*EXERCISE DESCRIPTION*: The data below holds a line containing "if self.canvas_width == 0" and a line containing "and right cameras"; please quote exactly those two lines and every line between them, and nothing else.

*RAW DATA*:
[Start of section]

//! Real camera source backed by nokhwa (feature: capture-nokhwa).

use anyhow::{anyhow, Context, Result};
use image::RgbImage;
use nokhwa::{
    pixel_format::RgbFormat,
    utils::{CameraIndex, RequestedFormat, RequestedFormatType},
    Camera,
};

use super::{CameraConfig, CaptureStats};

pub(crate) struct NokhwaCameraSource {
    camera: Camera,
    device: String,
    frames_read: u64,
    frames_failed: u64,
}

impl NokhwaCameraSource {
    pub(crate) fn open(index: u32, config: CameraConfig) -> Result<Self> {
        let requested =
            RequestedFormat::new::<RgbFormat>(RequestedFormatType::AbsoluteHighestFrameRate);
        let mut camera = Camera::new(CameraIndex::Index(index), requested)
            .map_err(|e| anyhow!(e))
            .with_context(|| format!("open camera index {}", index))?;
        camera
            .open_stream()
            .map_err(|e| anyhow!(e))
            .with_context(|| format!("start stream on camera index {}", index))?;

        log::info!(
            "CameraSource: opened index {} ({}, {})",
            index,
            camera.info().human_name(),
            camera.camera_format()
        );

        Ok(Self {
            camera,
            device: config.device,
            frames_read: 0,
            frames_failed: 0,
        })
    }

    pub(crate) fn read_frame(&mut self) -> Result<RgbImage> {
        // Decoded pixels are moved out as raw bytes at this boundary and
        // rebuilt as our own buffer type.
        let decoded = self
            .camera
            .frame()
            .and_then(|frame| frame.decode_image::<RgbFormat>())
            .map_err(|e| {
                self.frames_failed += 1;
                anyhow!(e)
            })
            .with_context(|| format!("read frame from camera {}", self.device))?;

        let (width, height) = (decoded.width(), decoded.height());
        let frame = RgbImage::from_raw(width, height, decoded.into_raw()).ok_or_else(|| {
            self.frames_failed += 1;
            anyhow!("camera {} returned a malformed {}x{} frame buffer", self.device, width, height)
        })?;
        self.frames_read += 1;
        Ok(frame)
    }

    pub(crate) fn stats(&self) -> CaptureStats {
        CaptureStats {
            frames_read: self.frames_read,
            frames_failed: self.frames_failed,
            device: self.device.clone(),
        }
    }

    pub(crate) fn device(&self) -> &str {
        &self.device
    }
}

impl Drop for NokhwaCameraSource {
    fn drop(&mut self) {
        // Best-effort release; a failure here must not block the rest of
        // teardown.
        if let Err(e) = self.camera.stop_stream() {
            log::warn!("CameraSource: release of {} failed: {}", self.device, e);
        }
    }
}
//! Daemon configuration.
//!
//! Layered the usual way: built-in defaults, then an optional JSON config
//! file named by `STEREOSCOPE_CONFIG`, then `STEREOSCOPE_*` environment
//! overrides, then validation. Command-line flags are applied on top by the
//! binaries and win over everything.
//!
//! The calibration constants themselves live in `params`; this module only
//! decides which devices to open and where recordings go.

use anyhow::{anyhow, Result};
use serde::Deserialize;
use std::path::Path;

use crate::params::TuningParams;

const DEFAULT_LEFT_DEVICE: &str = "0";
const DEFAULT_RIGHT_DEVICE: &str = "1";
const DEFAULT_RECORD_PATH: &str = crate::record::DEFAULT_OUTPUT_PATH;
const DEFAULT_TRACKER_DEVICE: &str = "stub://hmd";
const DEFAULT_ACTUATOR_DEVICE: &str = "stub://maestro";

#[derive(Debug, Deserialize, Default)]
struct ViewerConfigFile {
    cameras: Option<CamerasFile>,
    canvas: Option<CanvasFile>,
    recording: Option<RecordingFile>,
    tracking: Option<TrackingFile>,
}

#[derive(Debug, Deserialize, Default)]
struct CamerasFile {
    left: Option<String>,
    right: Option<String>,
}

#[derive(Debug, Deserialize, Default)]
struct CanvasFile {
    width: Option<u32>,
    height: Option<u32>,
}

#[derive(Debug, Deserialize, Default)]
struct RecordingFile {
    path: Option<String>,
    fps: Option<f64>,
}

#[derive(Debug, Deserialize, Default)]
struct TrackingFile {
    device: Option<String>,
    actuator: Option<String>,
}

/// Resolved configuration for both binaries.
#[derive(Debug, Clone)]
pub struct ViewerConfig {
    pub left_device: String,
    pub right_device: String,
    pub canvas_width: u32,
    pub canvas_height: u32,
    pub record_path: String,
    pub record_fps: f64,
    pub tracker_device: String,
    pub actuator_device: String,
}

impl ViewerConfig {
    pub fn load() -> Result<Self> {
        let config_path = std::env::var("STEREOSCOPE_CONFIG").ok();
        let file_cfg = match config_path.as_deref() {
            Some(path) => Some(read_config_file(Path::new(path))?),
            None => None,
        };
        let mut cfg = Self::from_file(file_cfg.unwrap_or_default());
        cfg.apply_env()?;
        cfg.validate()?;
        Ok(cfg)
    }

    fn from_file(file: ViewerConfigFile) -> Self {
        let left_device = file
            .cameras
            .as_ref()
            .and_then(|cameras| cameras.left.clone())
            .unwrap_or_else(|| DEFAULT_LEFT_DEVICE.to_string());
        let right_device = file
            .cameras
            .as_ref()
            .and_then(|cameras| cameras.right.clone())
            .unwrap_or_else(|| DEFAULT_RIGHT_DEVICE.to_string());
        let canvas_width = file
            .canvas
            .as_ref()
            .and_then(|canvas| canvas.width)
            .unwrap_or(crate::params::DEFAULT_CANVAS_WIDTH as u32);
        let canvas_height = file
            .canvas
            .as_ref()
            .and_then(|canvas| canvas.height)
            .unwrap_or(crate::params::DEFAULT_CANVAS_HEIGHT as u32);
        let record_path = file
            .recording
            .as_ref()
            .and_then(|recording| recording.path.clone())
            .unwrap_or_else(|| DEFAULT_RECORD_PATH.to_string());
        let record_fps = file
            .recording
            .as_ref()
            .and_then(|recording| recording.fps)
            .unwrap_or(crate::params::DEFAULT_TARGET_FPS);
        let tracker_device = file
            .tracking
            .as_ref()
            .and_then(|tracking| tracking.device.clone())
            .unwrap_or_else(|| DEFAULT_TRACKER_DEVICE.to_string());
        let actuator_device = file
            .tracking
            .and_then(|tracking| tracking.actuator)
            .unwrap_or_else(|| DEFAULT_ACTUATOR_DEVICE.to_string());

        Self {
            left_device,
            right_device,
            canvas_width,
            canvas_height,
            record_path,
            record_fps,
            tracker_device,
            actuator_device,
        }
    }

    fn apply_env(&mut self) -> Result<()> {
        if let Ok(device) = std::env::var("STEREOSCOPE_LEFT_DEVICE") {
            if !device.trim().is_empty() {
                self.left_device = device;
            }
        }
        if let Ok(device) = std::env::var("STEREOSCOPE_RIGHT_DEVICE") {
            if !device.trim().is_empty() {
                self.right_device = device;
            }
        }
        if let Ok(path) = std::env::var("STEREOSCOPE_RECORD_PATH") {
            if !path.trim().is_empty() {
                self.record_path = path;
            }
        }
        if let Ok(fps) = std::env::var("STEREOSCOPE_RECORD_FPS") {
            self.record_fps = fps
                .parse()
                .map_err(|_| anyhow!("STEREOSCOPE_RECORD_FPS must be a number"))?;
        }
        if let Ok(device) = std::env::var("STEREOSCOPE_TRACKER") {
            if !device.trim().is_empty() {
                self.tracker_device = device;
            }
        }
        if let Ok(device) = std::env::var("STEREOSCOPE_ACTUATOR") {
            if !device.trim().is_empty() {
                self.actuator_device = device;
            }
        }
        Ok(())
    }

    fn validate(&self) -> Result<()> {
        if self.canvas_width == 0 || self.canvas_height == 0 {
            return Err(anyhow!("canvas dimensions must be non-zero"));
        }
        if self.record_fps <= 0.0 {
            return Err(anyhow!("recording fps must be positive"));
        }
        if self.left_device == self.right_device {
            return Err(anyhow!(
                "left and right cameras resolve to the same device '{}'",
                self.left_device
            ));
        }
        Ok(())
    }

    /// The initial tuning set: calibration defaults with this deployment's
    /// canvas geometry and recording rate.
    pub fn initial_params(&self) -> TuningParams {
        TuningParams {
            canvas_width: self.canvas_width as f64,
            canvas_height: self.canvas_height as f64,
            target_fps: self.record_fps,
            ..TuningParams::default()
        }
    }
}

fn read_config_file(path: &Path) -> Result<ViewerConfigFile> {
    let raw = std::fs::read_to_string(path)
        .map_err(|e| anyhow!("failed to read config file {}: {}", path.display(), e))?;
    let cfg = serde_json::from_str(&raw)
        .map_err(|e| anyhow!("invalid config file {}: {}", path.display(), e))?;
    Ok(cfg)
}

[End of section]

*EXERCISE RESULT*:
        if self.canvas_width == 0 || self.canvas_height == 0 {
            return Err(anyhow!("canvas dimensions must be non-zero"));
        }
        if self.record_fps <= 0.0 {
            return Err(anyhow!("recording fps must be positive"));
        }
        if self.left_device == self.right_device {
            return Err(anyhow!(
                "left and right cameras resolve to the same device '{}'",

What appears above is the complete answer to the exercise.